Great pics, Carrie. Only correction is the guy in the white jacket is the winner Joe Forgione, not Bart. You were up late so you get a pass. :lol: Nice job as usual. Thanks again for taking such great pics! Very talented.


----------



## severine (Jan 23, 2011)

Greg said:


> Great pics, Carrie. Only correction is the guy in the white jacket is the winner Joe Forgione, not Bart. You were up late so you get a pass. :lol: Nice job as usual. Thanks again for taking such great pics! Very talented.



D'oh! Thanks for telling me.  If I didn't stay up and get those pics edited last night, it might have been a while. But I was a little out of it by the end. :lol: And thank you! Still learning...


----------



## severine (Jan 23, 2011)

gmcunni said:


> made the news -
> 
> http://www.registercitizen.com/articles/2011/01/22/news/doc4d3b9c5f8c288724232932.txt








Pretty cool!


----------



## baaskcman (Jan 23, 2011)

*photos*



gmcunni said:


> Jake shot some video and pictures, will post later. Here are a couple i got-
> 
> the course
> 
> ...



Great photos Thanks for posting.


----------



## NeilT (Jan 23, 2011)

Carrie - "If I didn't stay up and get those pics edited last night, it might have been a while. But I was a little out of it by the end." 

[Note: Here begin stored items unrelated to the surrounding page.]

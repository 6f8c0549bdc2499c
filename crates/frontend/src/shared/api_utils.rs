//! API utilities for frontend-backend communication
//!
//! Provides helper functions for constructing API URLs and image URLs.

use super::config::config;

/// Get the base URL for API requests
///
/// Uses `BOOKING_API_BASE` when it was set at build time, otherwise
/// constructs the URL from the current window location on port 3000.
///
/// # Returns
/// - API base URL like "http://localhost:3000"
/// - Empty string if window is not available
pub fn api_base() -> String {
    if let Some(base) = config().api_base_override {
        return base.trim_end_matches('/').to_string();
    }
    let window = match web_sys::window() {
        Some(w) => w,
        None => return String::new(),
    };
    let location = window.location();
    let protocol = location.protocol().unwrap_or_else(|_| "http:".to_string());
    let hostname = location
        .hostname()
        .unwrap_or_else(|_| "127.0.0.1".to_string());
    format!("{}//{}:{}", protocol, hostname, config().api_port)
}

/// Build a full API URL from a path
///
/// # Example
/// ```rust,ignore
/// let url = api_url("/api/courts/123");
/// ```
pub fn api_url(path: &str) -> String {
    format!("{}{}", api_base(), path)
}

/// URL изображения для `<img src>` (аналог getImageUrl)
pub fn image_url(path: &str) -> String {
    resolve_image_url(&api_base(), config().uploads_path, path)
}

/// Абсолютные `http(s)://`, `//` и `data:` ссылки возвращаются как есть,
/// пустой путь даёт заглушку, остальное считается файлом в каталоге загрузок.
pub fn resolve_image_url(base: &str, uploads_path: &str, path: &str) -> String {
    let path = path.trim();
    if path.is_empty() {
        return config().image_placeholder.to_string();
    }
    if path.starts_with("http://")
        || path.starts_with("https://")
        || path.starts_with("//")
        || path.starts_with("data:")
    {
        return path.to_string();
    }

    let uploads = uploads_path.trim_matches('/');
    let relative = path.trim_start_matches('/');
    // сервер уже отдал путь вида "uploads/..."
    if !uploads.is_empty() && relative.starts_with(&format!("{}/", uploads)) {
        return format!("{}/{}", base.trim_end_matches('/'), relative);
    }
    if uploads.is_empty() {
        format!("{}/{}", base.trim_end_matches('/'), relative)
    } else {
        format!("{}/{}/{}", base.trim_end_matches('/'), uploads, relative)
    }
}

#[cfg(test)]
mod tests {
    use super::*;

    const BASE: &str = "http://localhost:3000";

    #[test]
    fn test_absolute_urls_pass_through() {
        assert_eq!(
            resolve_image_url(BASE, "/uploads", "https://cdn.example.com/a.jpg"),
            "https://cdn.example.com/a.jpg"
        );
        assert_eq!(
            resolve_image_url(BASE, "/uploads", "data:image/png;base64,AAA"),
            "data:image/png;base64,AAA"
        );
    }

    #[test]
    fn test_relative_paths_go_to_uploads() {
        assert_eq!(
            resolve_image_url(BASE, "/uploads", "courts/1.jpg"),
            "http://localhost:3000/uploads/courts/1.jpg"
        );
        assert_eq!(
            resolve_image_url("http://localhost:3000/", "/uploads/", "/uploads/courts/1.jpg"),
            "http://localhost:3000/uploads/courts/1.jpg"
        );
        assert_eq!(
            resolve_image_url(BASE, "", "/static/x.png"),
            "http://localhost:3000/static/x.png"
        );
    }

    #[test]
    fn test_empty_path_gives_placeholder() {
        assert_eq!(resolve_image_url(BASE, "/uploads", "  "), config().image_placeholder);
    }
}
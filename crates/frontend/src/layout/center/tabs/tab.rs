use crate::layout::global_context::{AppGlobalContext, Tab as TabData};
use crate::shared::icons::icon;
use leptos::ev;
use leptos::prelude::*;

#[component]
pub fn Tab(tab: TabData) -> impl IntoView {
    let tabs_store = use_context::<AppGlobalContext>().expect("AppGlobalContext context not found");

    let key_for_active = tab.key.clone();
    let is_active = Memo::new(move |_| tabs_store.active.get().as_deref() == Some(key_for_active.as_str()));

    let key_for_click = tab.key.clone();
    let on_click = move |_| tabs_store.activate_tab(&key_for_click);

    let key_for_close = tab.key.clone();
    let on_close = move |ev: ev::MouseEvent| {
        ev.stop_propagation();
        tabs_store.close_tab(&key_for_close);
    };

    view! {
        <div class="tab" class:active=is_active on:click=on_click title=tab.title.clone()>
            <span>{tab.title}</span>
            <button class="tab-close" on:click=on_close>{icon("x")}</button>
        </div>
    }
}
#[component]
fn UsersList() -> impl IntoView {
    let toast = use_toast();
    let state = create_state();
    let all_users: RwSignal<Vec<User>> = RwSignal::new(Vec::new());
    let (loading, set_loading) = signal(false);
    let show_create_form = RwSignal::new(false);
    let editing_user: RwSignal<Option<User>> = RwSignal::new(None);
    let pending_delete: RwSignal<Option<User>> = RwSignal::new(None);
    let filters_expanded = RwSignal::new(true);

    let filtered = move || {
        let mut data = all_users.get_untracked();
        state.with_untracked(|s| {
            data.retain(|u| s.matches(u));
            sort_list(&mut data, &s.sort_field, s.sort_ascending);
        });
        data
    };

    let refresh_view = move || {
        let data = filtered();
        state.update(|s| {
            let page = paginate(&data, s.page, s.page_size);
            s.items = page.items;
            s.page = page.page;
            s.total_pages = page.total_pages;
            s.total_count = page.total_count;
        });
    };

    let persist_prefs = move || {
        state.with_untracked(|s| {
            save_list_prefs(
                LIST_ID,
                &ListPrefs {
                    page_size: s.page_size,
                    sort_field: Some(s.sort_field.clone()),
                    sort_ascending: s.sort_ascending,
                },
            )
        });
    };

    let load_data = move || {
        set_loading.set(true);
        spawn_local(async move {
            match api::fetch_users().await {
                Ok(data) => {
                    all_users.set(data);
                    state.update(|s| s.is_loaded = true);
                    refresh_view();
                }
                Err(e) => toast.api_error("Не удалось загрузить пользователей", &e),
            }
            set_loading.set(false);
        });
    };

    Effect::new(move |_| {
        if !state.with_untracked(|s| s.is_loaded) {
            load_data();
        }
    });

    let on_search = Callback::new(move |query: String| {
        state.update(|s| {
            s.search_query = query;
            s.page = 0;
        });
        refresh_view();
    });

    let on_role_change = move |code: String| {
        state.update(|s| {
            s.role_filter = UserRole::from_code(&code);
            s.page = 0;
        });
        refresh_view();
    };

    let on_sort = Callback::new(move |field: String| {
        state.update(|s| toggle_sort_state(&mut s.sort_field, &mut s.sort_ascending, &field));
        persist_prefs();
        refresh_view();
    });

    let go_to_page = move |page: usize| {
        state.update(|s| s.page = page);
        refresh_view();
    };

    let change_page_size = move |size: usize| {
        state.update(|s| {
            s.page_size = size;
            s.page = 0;
        });
        persist_prefs();
        refresh_view();
    };

    // Блокировка/разблокировка с мгновенным откликом и откатом при ошибке
    let toggle_active = move |user: User| {
        let mut dto = UpdateUserDto::from(&user);
        dto.is_active = !user.is_active;
        let apply = move |active: bool| {
            all_users.update(|list| {
                if let Some(u) = list.iter_mut().find(|u| u.id == user.id) {
                    u.is_active = active;
                }
            });
            refresh_view();
        };
        apply(dto.is_active);
        spawn_local(async move {
            match api::update_user(&dto).await {
                Ok(()) => toast.success(if dto.is_active {
                    "Пользователь разблокирован"
                } else {
                    "Пользователь заблокирован"
                }),
                Err(e) => {
                    apply(!dto.is_active);
                    toast.api_error("Не удалось изменить статус", &e);
                }
            }
        });
    };

    let delete_user = Callback::new(move |user: User| {
        spawn_local(async move {
            match api::delete_user(&user.id).await {
                Ok(()) => {
                    all_users.update(|list| list.retain(|u| u.id != user.id));
                    refresh_view();
                    toast.success(format!("Пользователь {} удалён", user.username));
                }
                Err(e) => toast.api_error("Не удалось удалить пользователя", &e),
            }
        });
    });

    let export = move |_| {
        if let Err(e) = export_to_excel(&filtered(), "users") {
            toast.error(e);
        }
    };

    let sort_field = Signal::derive(move || state.with(|s| s.sort_field.clone()));
    let sort_ascending = Signal::derive(move || state.with(|s| s.sort_ascending));

    view! {
        <PageFrame page_id="sys_users--list" category=PAGE_CAT_SYSTEM>
            <div class="page__header">
                <div class="page__header-left">
                    <h1 class="page__title">"Пользователи"</h1>
                    <Badge>{move || state.get().total_count.to_string()}</Badge>
                </div>
                <div class="page__header-right">
                    <Button appearance=ButtonAppearance::Primary on_click=move |_| show_create_form.set(true)>
                        {icon("plus")}
                        " Новый"
                    </Button>
                    <Button
                        appearance=ButtonAppearance::Secondary
                        on_click=move |_| load_data()
                        disabled=Signal::derive(move || loading.get())
                    >
                        {icon("refresh")}
                        {move || if loading.get() { " Загрузка..." } else { " Обновить" }}
                    </Button>
                </div>
            </div>

            <div class="page__content">
                <FilterPanel
                    is_expanded=filters_expanded
                    active_filters_count=Signal::derive(move || state.with(|s| s.active_filters_count()))
                    pagination=move || view! {
                        <PaginationControls
                            current_page=Signal::derive(move || state.get().page)
                            total_pages=Signal::derive(move || state.get().total_pages)
                            total_count=Signal::derive(move || state.get().total_count)
                            page_size=Signal::derive(move || state.get().page_size)
                            on_page_change=Callback::new(go_to_page)
                            on_page_size_change=Callback::new(change_page_size)
                        />
                    }
                    actions=move || view! {
                        <Button appearance=ButtonAppearance::Subtle on_click=export>
                            {icon("download")}
                            " Excel"
                        </Button>
                    }
                >
                    <Flex gap=FlexGap::Small align=FlexAlign::End>
                        <div style="flex: 1; max-width: 320px;">
                            <SearchInput
                                value=Signal::derive(move || state.with(|s| s.search_query.clone()))
                                on_change=on_search
                                placeholder="Логин, ФИО, email или телефон..."
                            />
                        </div>
                        <select
                            class="form__select"
                            on:change=move |ev| on_role_change(event_target_value(&ev))
                        >
                            <option value="">"Все роли"</option>
                            {UserRole::all().into_iter().map(|r| view! {
                                <option value=r.code()>{r.display_name()}</option>
                            }).collect_view()}
                        </select>
                    </Flex>
                </FilterPanel>

                <div class="table-wrapper">
                    <Table attr:style="width: 100%;">
                        <TableHeader>
                            <TableRow>
                                <SortableHeaderCell label="Логин" sort_field="username" current_sort_field=sort_field sort_ascending=sort_ascending on_sort=on_sort min_width=140.0 />
                                <SortableHeaderCell label="ФИО" sort_field="full_name" current_sort_field=sort_field sort_ascending=sort_ascending on_sort=on_sort min_width=160.0 />
                                <SortableHeaderCell label="Email" sort_field="email" current_sort_field=sort_field sort_ascending=sort_ascending on_sort=on_sort min_width=160.0 />
                                <SortableHeaderCell label="Роль" sort_field="role" current_sort_field=sort_field sort_ascending=sort_ascending on_sort=on_sort min_width=100.0 />
                                <SortableHeaderCell label="Статус" sort_field="is_active" current_sort_field=sort_field sort_ascending=sort_ascending on_sort=on_sort min_width=90.0 />
                                <SortableHeaderCell label="Создан" sort_field="created_at" current_sort_field=sort_field sort_ascending=sort_ascending on_sort=on_sort min_width=130.0 />
                                <SortableHeaderCell label="Последний вход" sort_field="last_login_at" current_sort_field=sort_field sort_ascending=sort_ascending on_sort=on_sort min_width=130.0 />
                                <TableHeaderCell min_width=110.0>""</TableHeaderCell>
                            </TableRow>
                        </TableHeader>

                        <TableBody>
                            <For
                                each=move || state.get().items
                                key=|u| (u.id.clone(), u.is_active, u.role, u.full_name.clone(), u.email.clone())
                                children=move |user| {
                                    let user_for_edit = user.clone();
                                    let user_for_toggle = user.clone();
                                    let user_for_delete = user.clone();
                                    let is_active = user.is_active;
                                    view! {
                                        <TableRow>
                                            <TableCell>
                                                <TableCellLayout truncate=true>
                                                    <span style="font-weight: 500;">{user.username.clone()}</span>
                                                </TableCellLayout>
                                            </TableCell>
                                            <TableCell>
                                                <TableCellLayout truncate=true>{user.full_name.clone().unwrap_or_default()}</TableCellLayout>
                                            </TableCell>
                                            <TableCell>
                                                <TableCellLayout truncate=true>{user.email.clone().unwrap_or_default()}</TableCellLayout>
                                            </TableCell>
                                            <TableCell>
                                                <TableCellLayout><RoleBadge role=user.role /></TableCellLayout>
                                            </TableCell>
                                            <TableCell>
                                                <TableCellLayout><ActiveBadge active=is_active /></TableCellLayout>
                                            </TableCell>
                                            <TableCell>
                                                <TableCellLayout>{format_datetime(&user.created_at)}</TableCellLayout>
                                            </TableCell>
                                            <TableCell>
                                                <TableCellLayout>
                                                    {user.last_login_at.as_deref().map(format_datetime).unwrap_or_else(|| "-".to_string())}
                                                </TableCellLayout>
                                            </TableCell>
                                            <TableCell>
                                                <Button
                                                    appearance=ButtonAppearance::Subtle
                                                    on_click=move |_| editing_user.set(Some(user_for_edit.clone()))
                                                    attr:title="Редактировать"
                                                >
                                                    {icon("edit")}
                                                </Button>
                                                <input
                                                    type="checkbox"
                                                    class="switch"
                                                    title="Активен"
                                                    prop:checked=is_active
                                                    on:change=move |_| toggle_active(user_for_toggle.clone())
                                                />
                                                <Button
                                                    appearance=ButtonAppearance::Subtle
                                                    on_click=move |_| pending_delete.set(Some(user_for_delete.clone()))
                                                    attr:title="Удалить"
                                                >
                                                    {icon("delete")}
                                                </Button>
                                            </TableCell>
                                        </TableRow>
                                    }
                                }
                            />
                        </TableBody>
                    </Table>
                    <Show when=move || state.with(|s| s.is_loaded && s.items.is_empty())>
                        <EmptyState message="Пользователи не найдены" hint="Измените условия поиска" icon_name="users" />
                    </Show>
                </div>

                <Show when=move || show_create_form.get()>
                    <CreateUserForm
                        on_close=Callback::new(move |_| show_create_form.set(false))
                        on_created=Callback::new(move |_| {
                            show_create_form.set(false);
                            load_data();
                        })
                    />
                </Show>

                {move || editing_user.get().map(|user| view! {
                    <EditUserForm
                        user=user
                        on_close=Callback::new(move |_| editing_user.set(None))
                        on_saved=Callback::new(move |_| {
                            editing_user.set(None);
                            load_data();
                        })
                    />
                })}

                <ConfirmDialog
                    pending=pending_delete
                    title="Удаление пользователя"
                    message=Callback::new(|u: User| format!("Удалить пользователя «{}»? Действие необратимо.", u.username))
                    on_confirm=delete_user
                />
            </div>
        </PageFrame>
    }
}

Amen to that - edited close to 200 photos for several hours last night. Whew!
Neil


----------



## Greg (Jan 23, 2011)

gmcunni said:


> made the news -
> 
> http://www.registercitizen.com/articles/2011/01/22/news/doc4d3b9c5f8c288724232932.txt



That is a fantastic article. The author covered everything about what we're trying to accomplish with these kind of comps.


----------



## bvibert (Jan 23, 2011)

Greg said:


> That is a fantastic article. The author covered everything about what we're trying to accomplish with these kind of comps.



I'm glad he left out the quotes he got from me in the bar afterward...  :lol:


----------



## 2knees (Jan 23, 2011)

i need a bad pic of Jack to go with his signed bib.  gonna have my father put it in a nice matted frame and give it to Bob S. to hang in the bar.  Carrie, you have any less then flattering pics of him from yesterday? :lol:


----------



## madriverjack (Jan 23, 2011)

Thanks Pat!


----------



## 2knees (Jan 23, 2011)

madriverjack said:


> Thanks Pat!



i'm always here for ya buddy!

i'm joking btw.  i printed out a good one to go along with the bib.  I'll make sure i take a pic of it when its done.


----------



## Greg (Jan 23, 2011)

"I do hugs..."


----------



## severine (Jan 23, 2011)

Greg said:


> "I do hugs..."



:lol: Jack is awesome! :beer:


----------



## severine (Jan 23, 2011)

2knees said:


> i need a bad pic of Jack to go with his signed bib.  gonna have my father put it in a nice matted frame and give it to Bob S. to hang in the bar.  Carrie, you have any less then flattering pics of him from yesterday? :lol:


I try to delete less than flattering pics... unless they're REALLY entertaining.  Can't wait to see the finished product! I love how into that Bob was!


----------



## live2ski23 (Jan 23, 2011)

*Under 18 Class Winners*

First Place Trenton (?)
Second Place Spencer Martin
Third Place Zach Hearn


----------



## gmcunni (Jan 23, 2011)

live2ski23 said:


> First Place Trenton (?)
> Second Place Spencer Martin
> Third Place Zach Hearn



Great to see so many "kids" in the comp. The talent in that group was outstanding!


----------



## NeilT (Jan 23, 2011)

Sundown's BUMP OR BUST news article & pics now posted -

http://newhartfordplus.com/2011/01/23/bump-or-bust-fun-at-ski-sundown/

More photos at http://www.simplephoto.com/TolhurstP...2211164140.htm


----------



## severine (Jan 23, 2011)

NeilT said:


> Sundown's BUMP OR BUST news article & pics now posted -
> 
> http://newhartfordplus.com/2011/01/23/bump-or-bust-fun-at-ski-sundown/
> 
> More photos at http://www.simplephoto.com/TolhurstP...2211164140.htm



Nice article! Gorgeous pic of Jeanine!


----------



## bvibert (Jan 24, 2011)

Beetlenut said:


> Congrats everyone! Guess that practice last night helped eh Brian! ;-)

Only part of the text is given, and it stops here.